(Entries supplied)
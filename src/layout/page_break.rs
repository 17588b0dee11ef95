//! # Page Break Decisions
//!
//! Where to cut a measured paragraph. The rules here are what keep a lone
//! line from being stranded at the bottom of a page or a table cell.

use crate::text::TextMetrics;

/// What to do with a paragraph against the space left on the page.
#[derive(Debug, Clone, PartialEq)]
pub enum BreakDecision {
    /// Place the whole paragraph here.
    Place,
    /// Move the whole paragraph to the next page.
    MoveToNextPage,
    /// Keep the first lines here, continue on the next page.
    Split {
        /// How many lines fit on the current page.
        items_on_current_page: usize,
    },
}

/// Decide how a paragraph with the given line geometry meets
/// `available` units of text height.
///
/// The whole paragraph fits when `height + spacing <= available`, the
/// height it then occupies. A line range fits when
/// `bottom - first.top + 2 * spacing <= available`. With `min_lines > 0` a
/// split keeping fewer lines than that is refused. Under `force` the
/// paragraph is never deferred: at least its first line is kept.
pub fn decide_line_split(
    metrics: &TextMetrics,
    available: f64,
    spacing: f64,
    min_lines: usize,
    force: bool,
) -> BreakDecision {
    // Easy case: everything fits
    if metrics.height + spacing <= available {
        return BreakDecision::Place;
    }

    let deferred = if force {
        BreakDecision::Place
    } else {
        BreakDecision::MoveToNextPage
    };

    let lines = &metrics.lines;
    let Some(first) = lines.first() else {
        return deferred;
    };
    // A single line cannot be divided
    if lines.len() == 1 {
        return deferred;
    }

    // The last line always goes to the next page: the whole did not fit
    let fit_count = lines
        .iter()
        .take(lines.len() - 1)
        .take_while(|line| line.bottom - first.top + 2.0 * spacing <= available)
        .count();

    if fit_count == 0 {
        if force {
            return BreakDecision::Split {
                items_on_current_page: 1,
            };
        }
        return BreakDecision::MoveToNextPage;
    }

    if fit_count < min_lines && !force {
        return BreakDecision::MoveToNextPage;
    }

    BreakDecision::Split {
        items_on_current_page: fit_count,
    }
}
(End Entries supplied)
* What you should do *
Working down from the line that contains "cannot be divided", retype each line exactly through the last line of the data, and give nothing else.

* Solution for this problem *
    // A single line cannot be divided
    if lines.len() == 1 {
        return deferred;
    }

    // The last line always goes to the next page: the whole did not fit
    let fit_count = lines
        .iter()
        .take(lines.len() - 1)
        .take_while(|line| line.bottom - first.top + 2.0 * spacing <= available)
        .count();

    if fit_count == 0 {
        if force {
            return BreakDecision::Split {
                items_on_current_page: 1,
            };
        }
        return BreakDecision::MoveToNextPage;
    }

    if fit_count < min_lines && !force {
        return BreakDecision::MoveToNextPage;
    }

    BreakDecision::Split {
        items_on_current_page: fit_count,
    }
}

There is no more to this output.